The process of starting a coffee brand, however, isn’t as simple as just shouting ‘I sell coffee!’ and seeing crowds running. Many other businessmen see the same opportunity, more and more brands open every year and so the competition increases. What’s the trick to start a coffee business that brings long-term success?
What coffee will you sell?
We know that you want to sell coffee, but have you decided on the type yet? There are so many options! You must decide far in advance if you’ll go for Arabica or Robusta, whether it’s going to be single-origin, if you’ll focus only on sustainable products or perhaps, if you’ll enter a niche of green coffee. The reason for an early decision is your future supplier networks. Those aren’t made in a day, especially if you’re planning on ordering directly from the country of origin.
How will you sell it?
You must decide whether you’ll open up a local café and serve coffee or a store that resells coffee beans. Other options include selling coffee online, having a coffee stand on the street and selling it on the supermarket shelves. The choice of how you’ll sell your products will determine your business strategy and costs. Just imagine, opening a café and selling coffee online are two completely different business models.
Who will you sell it to?
Who is your target audience? Have you thought about it yet? You will have to target the right people in the correct way to make revenue. If you found a perfect rental spot to open a café but it’s close to a university, your target audience will be students who like to hang out between lectures in relaxing interiors but also comfortable enough to study there. If you’re selling coffee online, your audience’s geographical scope will be significantly increased.
Who are your competitors?
Every business has competitors. And if it doesn’t yet, it will have them soon enough. As a coffee business, it’s guaranteed that you’ll face a big competition. Identify who sells substitute products, study them carefully and determine what are they strong and weak points. Afterward, think about what your unique selling points can be, what you can do better than them and what to pay attention to in order not to lose your customers to the rivals.

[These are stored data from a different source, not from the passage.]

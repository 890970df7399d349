// src/enums.rs
//! Public enum types used throughout the crate

use std::fmt;

use serde::{Deserialize, Serialize};

use crate::consts::{
    BLOCK_SIZE, BLOWFISH_DEFAULT_KEY_LEN, BLOWFISH_MAX_KEY_LEN, BLOWFISH_MIN_KEY_LEN, TDES_KEY_LEN,
};

/// The two supported cipher algorithm families.
///
/// Both operate on 8-byte blocks; they differ only in key-length rules.
#[derive(Debug, Clone, Copy, PartialEq, Eq, Hash, Serialize, Deserialize)]
pub enum CipherFamily {
    /// Blowfish — variable key length, 4 to 56 bytes
    Blowfish,
    /// Three-key Triple DES (EDE) — fixed 24-byte key
    TripleDes,
}

impl CipherFamily {
    /// Cipher block size in bytes (8 for both families)
    pub const fn block_size(self) -> usize {
        BLOCK_SIZE
    }

    /// Key length produced by key generation for this family
    pub const fn generated_key_len(self) -> usize {
        match self {
            CipherFamily::Blowfish => BLOWFISH_DEFAULT_KEY_LEN,
            CipherFamily::TripleDes => TDES_KEY_LEN,
        }
    }

    /// Whether `len` is a valid key length for this family
    pub const fn accepts_key_len(self, len: usize) -> bool {
        match self {
            CipherFamily::Blowfish => len >= BLOWFISH_MIN_KEY_LEN && len <= BLOWFISH_MAX_KEY_LEN,
            CipherFamily::TripleDes => len == TDES_KEY_LEN,
        }
    }
}

impl fmt::Display for CipherFamily {
    fn fmt(&self, f: &mut fmt::Formatter<'_>) -> fmt::Result {
        match self {
            CipherFamily::Blowfish => f.write_str("Blowfish"),
            CipherFamily::TripleDes => f.write_str("TripleDES"),
        }
    }
}
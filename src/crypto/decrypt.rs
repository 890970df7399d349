// src/crypto/decrypt.rs
use base64::engine::general_purpose::STANDARD;
use base64::Engine;
use serde::de::DeserializeOwned;

use super::decrypt_with_iv;
use crate::error::Result;
use crate::iv::Iv;
use crate::key_ops::CipherKey;

/// Decrypt a byte buffer with the key and the IV returned by encryption.
///
/// Fails with [`CryptError::Padding`](crate::CryptError::Padding) if the
/// ciphertext length is not a block multiple or the padding is invalid after
/// decryption. A wrong key or IV that leaves structurally valid padding is
/// NOT detected — the result is silently wrong bytes.
pub fn decrypt_bytes(ciphertext: &[u8], key: &CipherKey, iv: &Iv) -> Result<Vec<u8>> {
    decrypt_with_iv(ciphertext, key, iv)
}

/// Decrypt base64 ciphertext + base64 IV back to a UTF-8 string
pub fn decrypt_text(ciphertext_b64: &str, key: &CipherKey, iv_b64: &str) -> Result<String> {
    let ciphertext = STANDARD.decode(ciphertext_b64)?;
    let iv = Iv::from_base64(iv_b64)?;
    let plaintext = decrypt_bytes(&ciphertext, key, &iv)?;
    Ok(String::from_utf8(plaintext)?)
}

/// Decrypt via the text path and re-parse the recovered JSON.
///
/// A parse failure ([`CryptError::JsonParse`](crate::CryptError::JsonParse))
/// is an expected, recoverable outcome of decrypting with a wrong key or IV,
/// not a fault in the input handling.
pub fn decrypt_json<T: DeserializeOwned>(
    ciphertext_b64: &str,
    key: &CipherKey,
    iv_b64: &str,
) -> Result<T> {
    let text = decrypt_text(ciphertext_b64, key, iv_b64)?;
    Ok(serde_json::from_str(&text)?)
}
// src/crypto/encrypt.rs
use base64::engine::general_purpose::STANDARD;
use base64::Engine;
use serde::Serialize;

use super::{encrypt_with_iv, Encrypted, EncryptedText};
use crate::error::Result;
use crate::iv::Iv;
use crate::key_ops::CipherKey;

/// Encrypt a byte buffer under `key` with a freshly generated IV.
///
/// Repeated calls with identical inputs produce different ciphertext, since
/// the IV is new every time. The returned IV must be kept with the
/// ciphertext — decryption requires it.
pub fn encrypt_bytes(plaintext: &[u8], key: &CipherKey) -> Result<Encrypted> {
    let iv = Iv::generate();
    let ciphertext = encrypt_with_iv(plaintext, key, &iv)?;
    Ok(Encrypted { ciphertext, iv })
}

/// Encrypt a UTF-8 string; ciphertext and IV come back base64-encoded
pub fn encrypt_text(plaintext: &str, key: &CipherKey) -> Result<EncryptedText> {
    let encrypted = encrypt_bytes(plaintext.as_bytes(), key)?;
    Ok(EncryptedText {
        ciphertext: STANDARD.encode(&encrypted.ciphertext),
        iv: encrypted.iv.to_base64(),
    })
}

/// Serialize `value` to JSON text and encrypt it via the text path
pub fn encrypt_json<T: Serialize>(value: &T, key: &CipherKey) -> Result<EncryptedText> {
    let text = serde_json::to_string(value)?;
    encrypt_text(&text, key)
}
// src/crypto/stream.rs
//! Incremental CBC over `io::Read` sources
//!
//! The stream variants apply the exact same cipher configuration as the
//! in-memory ones, but transform lazily as the returned reader is consumed.
//! Single pass only: a drained reader stays drained. Encryption generates
//! its IV synchronously, before any output exists, so the caller always has
//! it in hand. Decryption holds the final ciphertext block back until EOF,
//! where the PKCS#7 padding is validated and stripped; a malformed tail
//! surfaces as an `io::ErrorKind::InvalidData` read error.

use std::io::{self, Read};

use blowfish::Blowfish;
use cbc::cipher::block_padding::{Padding, Pkcs7};
use cbc::cipher::{Block, BlockDecryptMut, BlockEncryptMut, BlockSizeUser};
use des::TdesEde3;

use super::{decryptor, encryptor, BlowfishCbcDec, BlowfishCbcEnc, TdesCbcDec, TdesCbcEnc};
use crate::consts::STREAM_CHUNK_SIZE;
use crate::enums::CipherFamily;
use crate::error::{CryptError, Result};
use crate::iv::Iv;
use crate::key_ops::CipherKey;

/// An encrypting reader handle paired with the IV that must travel with the
/// ciphertext it will produce
pub struct EncryptedStream<R: Read> {
    pub reader: EncryptingReader<R>,
    pub iv: Iv,
}

/// Start encrypting `source` under `key`.
///
/// The IV is generated here, before any ciphertext is produced; the reader
/// emits ciphertext as it is pulled from.
pub fn encrypt_stream<R: Read>(source: R, key: &CipherKey) -> Result<EncryptedStream<R>> {
    let iv = Iv::generate();
    let inner = match key.family() {
        CipherFamily::Blowfish => {
            EncInner::Blowfish(EncryptState::new(encryptor::<Blowfish>(key, &iv)?, source))
        }
        CipherFamily::TripleDes => {
            EncInner::TripleDes(EncryptState::new(encryptor::<TdesEde3>(key, &iv)?, source))
        }
    };
    Ok(EncryptedStream {
        reader: EncryptingReader { inner },
        iv,
    })
}

/// Start decrypting `source` under `key` with the IV from encryption
pub fn decrypt_stream<R: Read>(source: R, key: &CipherKey, iv: &Iv) -> Result<DecryptingReader<R>> {
    let inner = match key.family() {
        CipherFamily::Blowfish => {
            DecInner::Blowfish(DecryptState::new(decryptor::<Blowfish>(key, iv)?, source))
        }
        CipherFamily::TripleDes => {
            DecInner::TripleDes(DecryptState::new(decryptor::<TdesEde3>(key, iv)?, source))
        }
    };
    Ok(DecryptingReader { inner })
}

/// Drain a reader to completion into a buffer
pub fn read_to_vec<R: Read>(mut source: R) -> Result<Vec<u8>> {
    let mut buf = Vec::new();
    source.read_to_end(&mut buf)?;
    Ok(buf)
}

/// Reader producing CBC+PKCS#7 ciphertext from a plaintext source
pub struct EncryptingReader<R: Read> {
    inner: EncInner<R>,
}

enum EncInner<R: Read> {
    Blowfish(EncryptState<BlowfishCbcEnc, R>),
    TripleDes(EncryptState<TdesCbcEnc, R>),
}

impl<R: Read> Read for EncryptingReader<R> {
    fn read(&mut self, buf: &mut [u8]) -> io::Result<usize> {
        match &mut self.inner {
            EncInner::Blowfish(state) => state.read(buf),
            EncInner::TripleDes(state) => state.read(buf),
        }
    }
}

/// Reader producing plaintext from a CBC+PKCS#7 ciphertext source
pub struct DecryptingReader<R: Read> {
    inner: DecInner<R>,
}

enum DecInner<R: Read> {
    Blowfish(DecryptState<BlowfishCbcDec, R>),
    TripleDes(DecryptState<TdesCbcDec, R>),
}

impl<R: Read> Read for DecryptingReader<R> {
    fn read(&mut self, buf: &mut [u8]) -> io::Result<usize> {
        match &mut self.inner {
            DecInner::Blowfish(state) => state.read(buf),
            DecInner::TripleDes(state) => state.read(buf),
        }
    }
}

struct EncryptState<M: BlockEncryptMut, R: Read> {
    mode: M,
    source: R,
    // plaintext bytes still short of a full block
    partial: Block<M>,
    partial_len: usize,
    out: Vec<u8>,
    pos: usize,
    finished: bool,
}

impl<M: BlockEncryptMut, R: Read> EncryptState<M, R> {
    fn new(mode: M, source: R) -> Self {
        Self {
            mode,
            source,
            partial: Block::<M>::default(),
            partial_len: 0,
            out: Vec::new(),
            pos: 0,
            finished: false,
        }
    }

    /// Pull one chunk from the source and encrypt every completed block.
    /// On EOF, pad the remainder (always 1..=block_size pad bytes) and emit
    /// the final block.
    fn fill(&mut self) -> io::Result<()> {
        self.out.clear();
        self.pos = 0;

        let mut chunk = [0u8; STREAM_CHUNK_SIZE];
        let n = self.source.read(&mut chunk)?;
        if n == 0 {
            let block_size = self.partial.len();
            let pad = (block_size - self.partial_len) as u8;
            for byte in self.partial[self.partial_len..].iter_mut() {
                *byte = pad;
            }
            self.mode.encrypt_block_mut(&mut self.partial);
            self.out.extend_from_slice(&self.partial);
            self.finished = true;
            return Ok(());
        }

        for &byte in &chunk[..n] {
            self.partial[self.partial_len] = byte;
            self.partial_len += 1;
            if self.partial_len == self.partial.len() {
                self.mode.encrypt_block_mut(&mut self.partial);
                self.out.extend_from_slice(&self.partial);
                self.partial_len = 0;
            }
        }
        Ok(())
    }

    fn read(&mut self, buf: &mut [u8]) -> io::Result<usize> {
        if buf.is_empty() {
            return Ok(0);
        }
        loop {
            if self.pos < self.out.len() {
                let len = usize::min(buf.len(), self.out.len() - self.pos);
                buf[..len].copy_from_slice(&self.out[self.pos..self.pos + len]);
                self.pos += len;
                return Ok(len);
            }
            if self.finished {
                return Ok(0);
            }
            self.fill()?;
        }
    }
}

struct DecryptState<M: BlockDecryptMut, R: Read> {
    mode: M,
    source: R,
    // ciphertext not yet decrypted; always keeps one full block back so the
    // padding pass at EOF sees the true final block
    held: Vec<u8>,
    out: Vec<u8>,
    pos: usize,
    finished: bool,
}

impl<M: BlockDecryptMut, R: Read> DecryptState<M, R> {
    fn new(mode: M, source: R) -> Self {
        Self {
            mode,
            source,
            held: Vec::new(),
            out: Vec::new(),
            pos: 0,
            finished: false,
        }
    }

    fn fill(&mut self) -> io::Result<()> {
        self.out.clear();
        self.pos = 0;
        let block_size = M::block_size();

        let mut chunk = [0u8; STREAM_CHUNK_SIZE];
        let n = self.source.read(&mut chunk)?;
        if n == 0 {
            // The stream must end on exactly one held-back block; anything
            // else means the ciphertext length was not a block multiple.
            if self.held.len() != block_size {
                return Err(invalid_data());
            }
            let mut block = Block::<M>::clone_from_slice(&self.held);
            self.mode.decrypt_block_mut(&mut block);
            let unpadded = Pkcs7::unpad(&block).map_err(|_| invalid_data())?;
            self.out.extend_from_slice(unpadded);
            self.held.clear();
            self.finished = true;
            return Ok(());
        }

        self.held.extend_from_slice(&chunk[..n]);
        let keep = if self.held.len() % block_size == 0 {
            block_size
        } else {
            self.held.len() % block_size
        };
        let emit = self.held.len() - keep;
        for blk in self.held[..emit].chunks(block_size) {
            let mut block = Block::<M>::clone_from_slice(blk);
            self.mode.decrypt_block_mut(&mut block);
            self.out.extend_from_slice(&block);
        }
        self.held.drain(..emit);
        Ok(())
    }

    fn read(&mut self, buf: &mut [u8]) -> io::Result<usize> {
        if buf.is_empty() {
            return Ok(0);
        }
        loop {
            if self.pos < self.out.len() {
                let len = usize::min(buf.len(), self.out.len() - self.pos);
                buf[..len].copy_from_slice(&self.out[self.pos..self.pos + len]);
                self.pos += len;
                return Ok(len);
            }
            if self.finished {
                return Ok(0);
            }
            self.fill()?;
        }
    }
}

fn invalid_data() -> io::Error {
    io::Error::new(io::ErrorKind::InvalidData, CryptError::Padding)
}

How will you market your coffee?
In the case of a physical café or a store, the marketing of your coffee brand will have a more traditional approach. Of course, you will first want to target the geographically-closest customers and expand a bit later on. You can try leaflets, banners, local newspapers, and websites. If you decide to sell online, you’ll have to turn to digital marketing and strategies. Don’t forget to start with branding such as designing your logo, brand identity, and web design, no matter what your business model is.